Il ne s’agit pas seulement d’une question de santé. Chez Cisco, par exemple, les employés sont tenus de sortir dans un jardin de côté, invisible aux yeux des visiteurs. «Ce n’est pas joli devant l’entrée», explique la direction de l’entreprise, sise à Rolle. Une crainte partagée par d’autres patrons, comme le directeur du Service public de Wallonie en Belgique, qui expliquait, dans une lettre destinée à ses cadres et publiée dans Le Soir: «La présence fréquente d’agents fumant dans la rue devant les bureaux n’est pas de nature à donner une image positive de notre administration. En conséquence, les agents concernés devront dorénavant fumer dans les cours intérieures des bâtiments ou espace de parking hors de la vue des passants. Il leur est également demandé d’être discrets pendant ce temps de pause tabac. Le non-respect de ces dispositions pourrait entraîner la mise en œuvre d’une procédure disciplinaire.»
Quinze minutes de pause
Même cachées, les allées et venues du personnel fumeur ne sont pas du goût de tous les patrons. Selon les estimations du président de l’OFT, Bertrand Dautzenberg: «Ceux qui fument un paquet quotidiennement font huit pauses dans la journée, soit environ 80 minutes d’arrêt.» Or légalement, en Suisse, un employé a droit à deux pauses de 15 minutes dans une journée de huit heures. Certaines entreprises ont donc décidé d’aller plus loin: chez Teleperformance, non loin de Zurich ainsi que dans 49 pays du monde, les employés sont informés, via un logiciel, quand ils ont le droit de prendre leur pause.

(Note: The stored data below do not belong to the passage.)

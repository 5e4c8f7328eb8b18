//! biblio-notify CLI entry point

use std::collections::HashSet;
use std::process::ExitCode;
use std::sync::Arc;

use clap::Parser;
use tokio::sync::{broadcast, watch};

use biblio_notify::cli::{format_notification, Commands, ConfigAction, SessionArgs};
use biblio_notify::{
    AuthState, Cli, ConnectionManager, EventDispatcher, NotificationApi, NotificationId, NotificationStore,
    NotifyConfig, NotifyError, RestNotificationApi, SessionBinding, SessionEvent, WsTransport,
};

#[tokio::main]
async fn main() -> ExitCode {
    let cli = Cli::parse();
    let config = match cli.resolve_config() {
        Ok(config) => config,
        Err(e) => {
            eprintln!("Error: {}", e);
            return e.exit_code();
        }
    };
    init_tracing(&config);

    match run(&cli, config).await {
        Ok(()) => ExitCode::SUCCESS,
        Err(e) => {
            eprintln!("Error: {}", e);
            e.exit_code()
        }
    }
}

fn init_tracing(config: &NotifyConfig) {
    let directive = format!("biblio_notify={}", config.logging.level);
    let filter = tracing_subscriber::EnvFilter::from_default_env().add_directive(
        directive
            .parse()
            .unwrap_or_else(|_| "biblio_notify=info".parse().expect("static directive")),
    );
    tracing_subscriber::fmt()
        .with_env_filter(filter)
        .with_writer(std::io::stderr)
        .init();
}

async fn run(cli: &Cli, config: NotifyConfig) -> biblio_notify::Result<()> {
    match &cli.command {
        Commands::Watch(args) => run_watch(cli, config, args).await,
        Commands::Unread(args) => run_unread(cli, &config, args).await,
        Commands::Config(cfg) => run_config(cli, &config, &cfg.action),
    }
}

/// Bind a session and print changes until Ctrl-C
async fn run_watch(cli: &Cli, config: NotifyConfig, args: &SessionArgs) -> biblio_notify::Result<()> {
    let manager = ConnectionManager::new(
        Arc::new(WsTransport::new(config.server.channel_url.clone())),
        EventDispatcher::new(),
        config.reconnect.policy(),
    );
    let api = Arc::new(RestNotificationApi::new(config.server.api_url.clone()));
    let binding = SessionBinding::new(manager, api, &config.session);

    let store = binding.store();
    let mut changes = store.watch();
    let mut events = binding.events();

    let (auth_tx, auth_rx) = watch::channel(AuthState::Authenticated {
        user_id: args.user.clone(),
        credential: args.credential(),
    });
    let runner = {
        let binding = binding.clone();
        tokio::spawn(async move { binding.run(auth_rx).await })
    };

    let shutdown = tokio::signal::ctrl_c();
    tokio::pin!(shutdown);

    let mut shown: HashSet<NotificationId> = HashSet::new();
    let mut last_unread: Option<u64> = None;

    loop {
        tokio::select! {
            _ = &mut shutdown => break,

            changed = changes.changed() => {
                if changed.is_err() {
                    break;
                }
                let state = changes.borrow_and_update().clone();
                // Oldest first so the terminal reads top to bottom.
                for notification in state.notifications().iter().rev() {
                    if shown.insert(notification.id.clone()) {
                        println!("{}", format_notification(notification, cli.format));
                    }
                }
                if last_unread != Some(state.unread_count()) {
                    last_unread = Some(state.unread_count());
                    eprintln!("unread: {}", state.unread_count());
                }
            }

            event = events.recv() => {
                match event {
                    Ok(SessionEvent::SnapshotFailed { message }) => {
                        eprintln!("warning: could not load notifications: {}", message);
                    }
                    Ok(SessionEvent::LiveUpdatesUnavailable { message }) => {
                        eprintln!("warning: live updates unavailable: {}", message);
                    }
                    Ok(SessionEvent::Connection(state)) if cli.verbose => {
                        eprintln!("channel {}", state);
                    }
                    Ok(_) => {}
                    Err(broadcast::error::RecvError::Lagged(_)) => {}
                    Err(broadcast::error::RecvError::Closed) => break,
                }
            }
        }
    }

    auth_tx.send_replace(AuthState::Anonymous);
    drop(auth_tx);
    let _ = runner.await;
    Ok(())
}

/// One-off snapshot, unread entries only
async fn run_unread(cli: &Cli, config: &NotifyConfig, args: &SessionArgs) -> biblio_notify::Result<()> {
    let api = RestNotificationApi::new(config.server.api_url.clone());
    let credential = args.credential();
    let snapshot = api.fetch_for_user(&args.user, &credential).await?;

    let store = NotificationStore::default();
    store.seed(snapshot);
    for notification in store.unread_only() {
        println!("{}", format_notification(&notification, cli.format));
    }
    eprintln!("{} unread of {}", store.unread_count(), store.len());
    Ok(())
}

fn run_config(cli: &Cli, config: &NotifyConfig, action: &ConfigAction) -> biblio_notify::Result<()> {
    match action {
        ConfigAction::Show => {
            let text = toml::to_string_pretty(config).map_err(|e| NotifyError::ConfigError {
                message: e.to_string(),
            })?;
            print!("{}", text);
            Ok(())
        }
        ConfigAction::Init { force } => {
            let path = cli.config_path().ok_or_else(|| NotifyError::ConfigError {
                message: "no config directory on this platform; pass --config".to_string(),
            })?;
            if path.exists() && !force {
                return Err(NotifyError::ConfigError {
                    message: format!("{} already exists (use --force)", path.display()),
                });
            }
            NotifyConfig::default().save_to(&path)?;
            println!("Wrote {}", path.display());
            Ok(())
        }
    }
}
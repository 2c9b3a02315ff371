pub mod envelope;
pub mod message_id;
pub mod message_type;
pub mod policy;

Le centre d’appels s’explique: «Notre priorité est d’assurer la continuité de la relation client. C’est la raison pour laquelle il est proposé aux collaborateurs des séquences de pause définies pour quitter leur poste, qu’ils soient fumeurs ou non.» Une règle qui s’applique aussi dans d’autres centres d’appels en Suisse, déplore l’USS.
Employé depuis cinq ans dans l’un de ces centres, Julien témoigne: «Comme il y a surtout des jeunes et qu’il y a eu – paraît-il – des abus, nous ne pouvons pas sortir du bâtiment lors des pauses après 18h. Donc les employés qui travaillent le soir n’ont pas le droit de fumer.»
Autres solutions adoptées par certains employeurs: déduire les pauses cigarettes du temps de travail. Pour l’instant (à notre connaissance), seules des entreprises belges et françaises ont opté pour cette mesure radicale. Ainsi, les employés de La Poste belge ou du Service public fédéral des finances en Belgique doivent pointer quand ils sortent fumer. Dans certaines entreprises françaises – des assurances notamment, – des accords collectifs ont été conclus avec les syndicats: les employés qui fument en dehors des deux pauses légales doivent déduire ces périodes «clopes» de leur temps de travail, explique l’avocat Haïba Ouaissi, qui a participé aux négociations. «Mais ne croyez pas que c’est à l’initiative des patrons. Ce sont les employés non-fumeurs qui ont réclamé ces mesures», précise-t-il .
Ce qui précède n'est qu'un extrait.